Nach dem Genuss von alkalischen Getränken wie Wein, Bier oder Schnaps kommt es nicht selten zu Herzstolpern oder -rasen, erhöhten Blutdruck oder Schmerzen in der Brust. Dabei gilt: Je tiefer Sie ins Glas schauen, desto höher ist die Wahrscheinlichkeit, Beschwerden wie Herzrhythmusstörungen zu bekommen. Vor allem Herzrasen ist eines der häufigsten Symptome, die nach einem starken Alkoholkonsum auftreten können. Das untermauert auch eine Oktoberfest-Studie aus dem Jahr 2015 des Klinikums der Universität München und des Deutschen Zentrums für Herz-Kreislaufforschung e.V. (DZHK). Rund ein Viertel der 3.000 Teilnehmer und Besucher litten unter akuten Herzrasen nach Alkoholkonsum. Von Herzrasen ist die Rede, wenn die Herzschläge 140 bis 180 pro Minute betragen. Normalerweise schlägt das menschliche Herz zwischen 60 und 90 Mal pro Minute. Weitere begleitende Beschwerden sind Schwindel, Übelkeit oder Ohrensausen.

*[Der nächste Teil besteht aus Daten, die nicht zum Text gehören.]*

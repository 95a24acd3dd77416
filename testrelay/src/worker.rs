//! Worker runtime - the other end of the control channel.
//!
//! A worker executable is started as `<exe> -tcp <port>`, connects to the
//! controller on localhost, sends its handshake, then serves commands until
//! the controller closes the socket.
//!
//! Each `find`/`run` command runs in its own task. Everything it produces is
//! tagged with the command's operation id and followed by one `complete`
//! envelope; all tasks write through a single outbound queue so frames from
//! one operation keep their order.

use std::io;
use std::net::Ipv4Addr;
use std::sync::Arc;

use futures::{SinkExt, StreamExt};
use tokio::net::TcpStream;
use tokio::sync::mpsc;
use tokio::task::JoinSet;
use tokio_util::codec::{FramedRead, FramedWrite};

use crate::bridge::codec::JsonCodec;
use crate::bridge::protocol::{Envelope, MessageKind, OperationId};
use crate::launcher::{ConfigError, ControlPort, PORT_FLAG};
use crate::version::WorkerInfo;

/// Handle for streaming results of one operation back to the controller.
///
/// Clonable and usable from any task; frames are queued and written by the
/// worker's event loop.
#[derive(Clone)]
pub struct ResultWriter {
    op: OperationId,
    tx: mpsc::UnboundedSender<Envelope>,
}

impl ResultWriter {
    pub fn new(op: OperationId, tx: mpsc::UnboundedSender<Envelope>) -> Self {
        Self { op, tx }
    }

    pub fn operation(&self) -> OperationId {
        self.op
    }

    pub fn send_result(&self, record: serde_json::Value) -> io::Result<()> {
        self.push(Envelope::result(self.op, record))
    }

    pub fn send_diagnostic(&self, message: &str) -> io::Result<()> {
        if message.is_empty() {
            return Ok(());
        }
        self.push(Envelope::diagnostic(self.op, message))
    }

    fn push(&self, envelope: Envelope) -> io::Result<()> {
        self.tx
            .send(envelope)
            .map_err(|_| io::Error::new(io::ErrorKind::BrokenPipe, "control channel closed"))
    }
}

/// Failure reported by a [`TestEngine`]. Sent as the `complete` error.
#[derive(Debug, thiserror::Error)]
pub enum EngineError {
    #[error("invalid settings: {message}")]
    Settings { message: String },

    #[error("discovery failed: {message}")]
    Discovery { message: String },

    #[error("execution failed: {message}")]
    Execution { message: String },
}

impl EngineError {
    pub fn settings(message: impl Into<String>) -> Self {
        Self::Settings {
            message: message.into(),
        }
    }

    pub fn discovery(message: impl Into<String>) -> Self {
        Self::Discovery {
            message: message.into(),
        }
    }

    pub fn execution(message: impl Into<String>) -> Self {
        Self::Execution {
            message: message.into(),
        }
    }
}

/// The test engine a worker hosts.
#[async_trait::async_trait]
pub trait TestEngine: Send + Sync + 'static {
    /// Discover tests, writing one result per test found.
    async fn find(
        &self,
        settings: serde_json::Value,
        writer: ResultWriter,
    ) -> Result<(), EngineError>;

    /// Discover and execute tests, writing one result per outcome.
    async fn run(
        &self,
        settings: serde_json::Value,
        writer: ResultWriter,
    ) -> Result<(), EngineError>;

    /// Engine name reported in the handshake.
    fn name(&self) -> Option<String> {
        None
    }
}

#[derive(Debug, thiserror::Error)]
pub enum ArgsError {
    #[error("missing -tcp <port> argument")]
    MissingPort,
    #[error("-tcp expects a port number, got {0:?}")]
    NotANumber(String),
    #[error(transparent)]
    Port(#[from] ConfigError),
}

/// Find `-tcp <port>` among the process arguments.
pub fn parse_port_args<I, S>(args: I) -> Result<ControlPort, ArgsError>
where
    I: IntoIterator<Item = S>,
    S: AsRef<str>,
{
    let mut args = args.into_iter();
    while let Some(arg) = args.next() {
        if arg.as_ref() != PORT_FLAG {
            continue;
        }
        let value = args.next().ok_or(ArgsError::MissingPort)?;
        let value = value.as_ref();
        let port: u32 = value
            .parse()
            .map_err(|_| ArgsError::NotANumber(value.to_string()))?;
        return Ok(ControlPort::new(port)?);
    }
    Err(ArgsError::MissingPort)
}

/// Worker configuration.
#[derive(Debug, Clone)]
pub struct WorkerConfig {
    pub port: ControlPort,
}

impl WorkerConfig {
    pub fn new(port: ControlPort) -> Self {
        Self { port }
    }

    /// Build from process arguments (program name included or not).
    pub fn from_args<I, S>(args: I) -> Result<Self, ArgsError>
    where
        I: IntoIterator<Item = S>,
        S: AsRef<str>,
    {
        Ok(Self::new(parse_port_args(args)?))
    }
}

/// Run the worker event loop.
///
/// Returns `Ok(())` when the controller closes the channel.
pub async fn run_worker<E: TestEngine>(engine: Arc<E>, config: WorkerConfig) -> io::Result<()> {
    let port = config.port.get();
    tracing::trace!(port, "Connecting to control channel");
    let stream = TcpStream::connect((Ipv4Addr::LOCALHOST, port)).await?;
    if let Err(e) = stream.set_nodelay(true) {
        tracing::debug!(error = %e, "Failed to set TCP_NODELAY on control socket");
    }
    tracing::info!(port, "Connected to control channel");

    let (read_half, write_half) = stream.into_split();
    let mut reader = FramedRead::new(read_half, JsonCodec::<Envelope>::new());
    let mut writer = FramedWrite::new(write_half, JsonCodec::<Envelope>::new());

    let mut info = WorkerInfo::new();
    if let Some(name) = engine.name() {
        info = info.with_engine(name);
    }
    writer.send(Envelope::handshake(info.to_body())).await?;
    tracing::debug!(pid = info.pid, "Handshake sent");

    let (out_tx, mut out_rx) = mpsc::unbounded_channel::<Envelope>();
    let mut operations = JoinSet::new();

    // Writes happen off the read loop so a stalled write never hides EOF.
    let mut write_task = tokio::spawn(async move {
        while let Some(envelope) = out_rx.recv().await {
            writer.send(envelope).await?;
        }
        Ok::<(), io::Error>(())
    });

    loop {
        tokio::select! {
            biased;

            written = &mut write_task => {
                match written {
                    Ok(Err(e)) => tracing::error!(error = %e, "Control channel write failed"),
                    Ok(Ok(())) => tracing::debug!("Outbound queue closed"),
                    Err(e) => tracing::error!(error = %e, "Control channel writer panicked"),
                }
                break;
            }

            frame = reader.next() => {
                match frame {
                    Some(Ok(Ok(envelope))) => {
                        dispatch_command(&engine, envelope, &out_tx, &mut operations);
                    }
                    Some(Ok(Err(e))) => {
                        tracing::warn!(error = %e, "Dropping malformed command frame");
                    }
                    Some(Err(e)) => {
                        tracing::error!(error = %e, "Control channel error");
                        break;
                    }
                    None => {
                        tracing::info!("Controller closed control channel, exiting");
                        break;
                    }
                }
            }

            Some(joined) = operations.join_next(), if !operations.is_empty() => {
                if let Err(e) = joined
                    && e.is_panic()
                {
                    tracing::error!(error = %e, "Operation task panicked");
                }
            }
        }
    }

    operations.abort_all();
    write_task.abort();
    Ok(())
}

fn dispatch_command<E: TestEngine>(
    engine: &Arc<E>,
    envelope: Envelope,
    out_tx: &mpsc::UnboundedSender<Envelope>,
    operations: &mut JoinSet<()>,
) {
    let Envelope { op, kind, body } = envelope;
    let discover_only = match &kind {
        MessageKind::Find => true,
        MessageKind::Run => false,
        other => {
            tracing::warn!(%op, kind = %other, "Unsupported command");
            let _ = out_tx.send(Envelope::diagnostic(
                OperationId::BROADCAST,
                format!("worker does not handle {other} commands"),
            ));
            return;
        }
    };

    tracing::debug!(%op, %kind, "Command received");
    let engine = Arc::clone(engine);
    let out_tx = out_tx.clone();
    operations.spawn(async move {
        let writer = ResultWriter::new(op, out_tx.clone());
        let outcome = if discover_only {
            engine.find(body, writer).await
        } else {
            engine.run(body, writer).await
        };
        let error = match outcome {
            Ok(()) => None,
            Err(e) => {
                tracing::warn!(%op, error = %e, "Operation failed");
                Some(e.to_string())
            }
        };
        tracing::debug!(%op, failed = error.is_some(), "Operation complete");
        let _ = out_tx.send(Envelope::complete(op, error));
    });
}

Video: Warum Alkohol den Schlaf negativ beeinflusst

Alkohol: Diese Gründe stecken hinter nächtlichem Herzrasen

Aber warum schlägt das Herz nach dem Konsum von Alkohol schneller? Schuld daran trägt die Wirkung des Alkohols auf den sogenannten Sympathikus im zentralen Nervensystem. Alkohol aktiviert Stresshormone, die das Herzrasen verantworten. Da diese Wirkung erst beim Alkoholabbau beginnt, bemerken betroffene Personen das Herzrasen erst in der Nacht oder am Morgen danach. Außerdem sorgt die Liegeposition für eine Umverteilung des Blutes. Mehr Blut drückt auf unser Herz, wodurch es ebenfalls schneller schlagen kann. Das Herzrasen kann plötzlich auftreten und genauso schnell wieder aufhören.

Allerdings gibt es noch weitere Faktoren, die nächtliches Herzrasen hervorrufen können. Dazu gehören Medikamente, eine Schilddrüsenüberfunktion oder Hormonschwankungen.

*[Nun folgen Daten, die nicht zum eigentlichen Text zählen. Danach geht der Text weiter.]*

//! Framed codec for the control channel.
//!
//! Uses LengthDelimitedCodec for framing + serde_json for serialization.
//! Works over any AsyncRead/AsyncWrite (TCP halves in practice).
//!
//! Decoding separates the two failure layers: a broken frame boundary is an
//! `io::Error` and ends the stream, while a well-framed body that is not valid
//! JSON for `T` is yielded as `Ok(Err(_))` so the reader can drop it and carry on.

use std::io;
use std::marker::PhantomData;

use serde::{Serialize, de::DeserializeOwned};
use tokio_util::bytes::{Bytes, BytesMut};
use tokio_util::codec::{Decoder, Encoder, LengthDelimitedCodec};

/// Frames larger than this are treated as a broken stream.
pub const MAX_FRAME_LENGTH: usize = 16 * 1024 * 1024;

/// Codec that frames messages with length prefix and serializes with JSON.
pub struct JsonCodec<T> {
    inner: LengthDelimitedCodec,
    _phantom: PhantomData<T>,
}

impl<T> Default for JsonCodec<T> {
    fn default() -> Self {
        Self::new()
    }
}

impl<T> JsonCodec<T> {
    pub fn new() -> Self {
        Self {
            inner: LengthDelimitedCodec::builder()
                .length_field_length(4)
                .max_frame_length(MAX_FRAME_LENGTH)
                .new_codec(),
            _phantom: PhantomData,
        }
    }
}

impl<T: DeserializeOwned> Decoder for JsonCodec<T> {
    type Item = Result<T, serde_json::Error>;
    type Error = io::Error;

    fn decode(&mut self, src: &mut BytesMut) -> Result<Option<Self::Item>, Self::Error> {
        match self.inner.decode(src)? {
            Some(bytes) => Ok(Some(serde_json::from_slice(&bytes))),
            None => Ok(None),
        }
    }
}

impl<T: Serialize> Encoder<T> for JsonCodec<T> {
    type Error = io::Error;

    fn encode(&mut self, item: T, dst: &mut BytesMut) -> Result<(), Self::Error> {
        let json =
            serde_json::to_vec(&item).map_err(|e| io::Error::new(io::ErrorKind::InvalidData, e))?;
        let json_len = json.len();
        tracing::trace!(json_size_bytes = json_len, "Encoding frame");
        if json_len > 100_000 {
            tracing::debug!(
                json_size_bytes = json_len,
                json_size_kb = json_len / 1024,
                "Large frame being encoded"
            );
        }
        self.inner.encode(Bytes::from(json), dst)
    }
}

#[cfg(test)]
mod tests {
    use super::*;
    use crate::bridge::protocol::{Envelope, MessageKind, OperationId};
    use tokio_util::bytes::BufMut;

    #[test]
    fn codec_roundtrip_envelope() {
        let mut codec = JsonCodec::<Envelope>::new();
        let mut buf = BytesMut::new();

        let op = OperationId::new();
        let envelope = Envelope::result(op, serde_json::json!({"test": "Math.adds"}));
        codec.encode(envelope.clone(), &mut buf).unwrap();
        let decoded = codec.decode(&mut buf).unwrap().unwrap().unwrap();

        assert_eq!(decoded, envelope);
        assert!(buf.is_empty());
    }

    #[test]
    fn partial_frame_waits_for_more_bytes() {
        let mut codec = JsonCodec::<Envelope>::new();
        let mut full = BytesMut::new();
        codec
            .encode(Envelope::find(OperationId::new(), serde_json::Value::Null), &mut full)
            .unwrap();

        let mut partial = full.split_to(full.len() - 3);
        assert!(codec.decode(&mut partial).unwrap().is_none());

        partial.unsplit(full);
        let decoded = codec.decode(&mut partial).unwrap().unwrap().unwrap();
        assert_eq!(decoded.kind, MessageKind::Find);
    }

    #[test]
    fn malformed_body_is_yielded_not_fatal() {
        let mut codec = JsonCodec::<Envelope>::new();
        let mut buf = BytesMut::new();

        let garbage = b"{not json";
        buf.put_u32(garbage.len() as u32);
        buf.put_slice(garbage);
        codec
            .encode(Envelope::complete(OperationId::new(), None), &mut buf)
            .unwrap();

        let first = codec.decode(&mut buf).unwrap().unwrap();
        assert!(first.is_err());

        let second = codec.decode(&mut buf).unwrap().unwrap().unwrap();
        assert!(second.is_complete());
    }

    #[test]
    fn oversized_length_prefix_is_stream_error() {
        let mut codec = JsonCodec::<Envelope>::new();
        let mut buf = BytesMut::new();
        buf.put_u32((MAX_FRAME_LENGTH + 1) as u32);
        buf.put_slice(b"{}");

        assert!(codec.decode(&mut buf).is_err());
    }
}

Was hilft gegen das nächtliche Herzrasen?

  • Nehmen Sie ein paar tiefe Atemzüge. Diese wirken sich entspannend und beruhigend auf Ihr Herz aus.
  • Versuchen Sie Ruhe zu bewahren, auch wenn das nächtliche Herzrasen alles andere als angenehm ist und Ihnen möglicherweise Sorge bereitet. Allerdings führen Gefühle wie Angst dazu, den Herzschlag noch weiter zu beschleunigen.
  • Erhöhen Sie den Druck auf den Brust- oder Bauchbereich. Das können Sie folgendermaßen tun: Trinken Sie ein Glas Wasser mit Kohlensäure und versuchen Sie aufzustoßen. Dadurch wird der Druck im Brust- und Bauchbereich vorübergehend erhöht, was das Herzrasen stoppen kann. Eine weitere Möglichkeit: Halten Sie sich die Nase wie beim Tauschen zu. Pressen Sie bei geschlossenem Mund Luft in die Nase. Versuchen Sie den Druck für einige Sekunden aufrecht zu halten.

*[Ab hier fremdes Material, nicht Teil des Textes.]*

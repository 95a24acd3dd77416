//! Stub worker executable.
//!
//! Speaks the control-channel protocol with a trivial engine that "discovers"
//! a configurable number of tests. Behavior is selected through environment:
//!
//! - `TESTRELAY_STUB_MODE`: `normal` (default), `silent` (never connects) or
//!   `stubborn` (keeps running after the controller closes)
//! - `TESTRELAY_STUB_LINGER_MS`: how long `silent`/`stubborn` stay alive
//! - `TESTRELAY_STUB_TESTS`: number of tests to report

use std::sync::Arc;
use std::time::Duration;

use anyhow::Context;
use tracing_subscriber::{EnvFilter, fmt, layer::SubscriberExt, util::SubscriberInitExt};

use testrelay::identity::{IdentityScope, TestMember, test_identifier};
use testrelay::worker::{EngineError, ResultWriter, TestEngine, WorkerConfig, run_worker};

const DEFAULT_LINGER_MS: u64 = 10_000;

#[derive(Debug, Clone, Copy, PartialEq, Eq)]
enum StubMode {
    Normal,
    Silent,
    Stubborn,
}

impl StubMode {
    fn from_env() -> Self {
        match std::env::var("TESTRELAY_STUB_MODE").as_deref() {
            Ok("silent") => Self::Silent,
            Ok("stubborn") => Self::Stubborn,
            _ => Self::Normal,
        }
    }
}

fn env_number(key: &str, default: u64) -> u64 {
    std::env::var(key)
        .ok()
        .and_then(|v| v.parse().ok())
        .unwrap_or(default)
}

fn init_tracing() {
    let filter = if std::env::var("RUST_LOG").is_ok() {
        EnvFilter::from_default_env()
    } else {
        let base_level = match std::env::var("TESTRELAY_LOG").as_deref() {
            Ok("debug") => "debug",
            Ok("warn") | Ok("warning") => "warn",
            Ok("error") => "error",
            _ => "info",
        };
        EnvFilter::new(format!(
            "testrelay={level},testrelay_stub_worker={level},testrelay::bridge=off",
            level = base_level
        ))
    };

    let use_json = std::env::var("LOG_FORMAT").as_deref() == Ok("json");

    if use_json {
        let subscriber = tracing_subscriber::registry()
            .with(filter)
            .with(fmt::layer().json().with_writer(std::io::stderr));
        let _ = subscriber.try_init();
    } else {
        let subscriber = tracing_subscriber::registry()
            .with(filter)
            .with(fmt::layer().with_writer(std::io::stderr));
        let _ = subscriber.try_init();
    }
}

/// Reports `tests` tests on `Stub.Tests`; every run passes unless the
/// settings carry a `fail_with` message.
struct StubEngine {
    tests: u64,
}

impl StubEngine {
    fn names(&self) -> Vec<String> {
        let mut scope = IdentityScope::new();
        (0..self.tests)
            .map(|i| {
                let member = TestMember::method("Stub.Tests", format!("case_{}", i / 2));
                test_identifier(&member, &[serde_json::json!(i % 2)], &mut scope)
            })
            .collect()
    }

    fn report(&self, writer: &ResultWriter, state: &str) -> Result<(), EngineError> {
        for name in self.names() {
            writer
                .send_result(serde_json::json!({ "test": name, "state": state }))
                .map_err(|e| EngineError::execution(e.to_string()))?;
        }
        Ok(())
    }
}

#[async_trait::async_trait]
impl TestEngine for StubEngine {
    async fn find(
        &self,
        _settings: serde_json::Value,
        writer: ResultWriter,
    ) -> Result<(), EngineError> {
        self.report(&writer, "discovered")
    }

    async fn run(
        &self,
        settings: serde_json::Value,
        writer: ResultWriter,
    ) -> Result<(), EngineError> {
        if let Some(reason) = settings.get("fail_with").and_then(|v| v.as_str()) {
            return Err(EngineError::execution(reason));
        }
        self.report(&writer, "passed")
    }

    fn name(&self) -> Option<String> {
        Some("stub".to_string())
    }
}

#[tokio::main]
async fn main() -> anyhow::Result<()> {
    init_tracing();

    let config = WorkerConfig::from_args(std::env::args().skip(1))
        .context("invalid worker arguments")?;
    let mode = StubMode::from_env();
    let linger = Duration::from_millis(env_number("TESTRELAY_STUB_LINGER_MS", DEFAULT_LINGER_MS));
    let engine = Arc::new(StubEngine {
        tests: env_number("TESTRELAY_STUB_TESTS", 0),
    });
    tracing::info!(?mode, port = config.port.get(), "Stub worker starting");

    if mode == StubMode::Silent {
        tokio::time::sleep(linger).await;
        return Ok(());
    }

    run_worker(engine, config)
        .await
        .context("control channel failed")?;

    if mode == StubMode::Stubborn {
        tracing::info!(linger_ms = linger.as_millis() as u64, "Ignoring shutdown");
        tokio::time::sleep(linger).await;
    }
    Ok(())
}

Wichtig: Sollten Ihre Beschwerden länger anhalten oder häufiger auftreten, auch wenn Sie keinen Alkohol konsumiert haben, suchen Sie umgehend Ihren Hausarzt oder Ihre Hausärztin auf. Möglicherweise liegen andere, ernsthafte Ursachen oder Erkrankungen vor.  Herzrasen kann auch ein Anzeichen für koronare Krankheiten, Funktionsstörungen der Schilddrüse oder für Hormonschwankungen sein.

Alkohol bewusst konsumieren

Auf Dauer schadet regelmäßiger und übermäßiger Alkoholkonsum Ihre Herzgesundheit und erhöht das Risiko für einen Herzinfarkt sowie koronare Krankheiten wie Bluthochdruck. Trinken Sie Alkohol daher nur in Maßen oder verzichten Sie gänzlich auf Alkohol.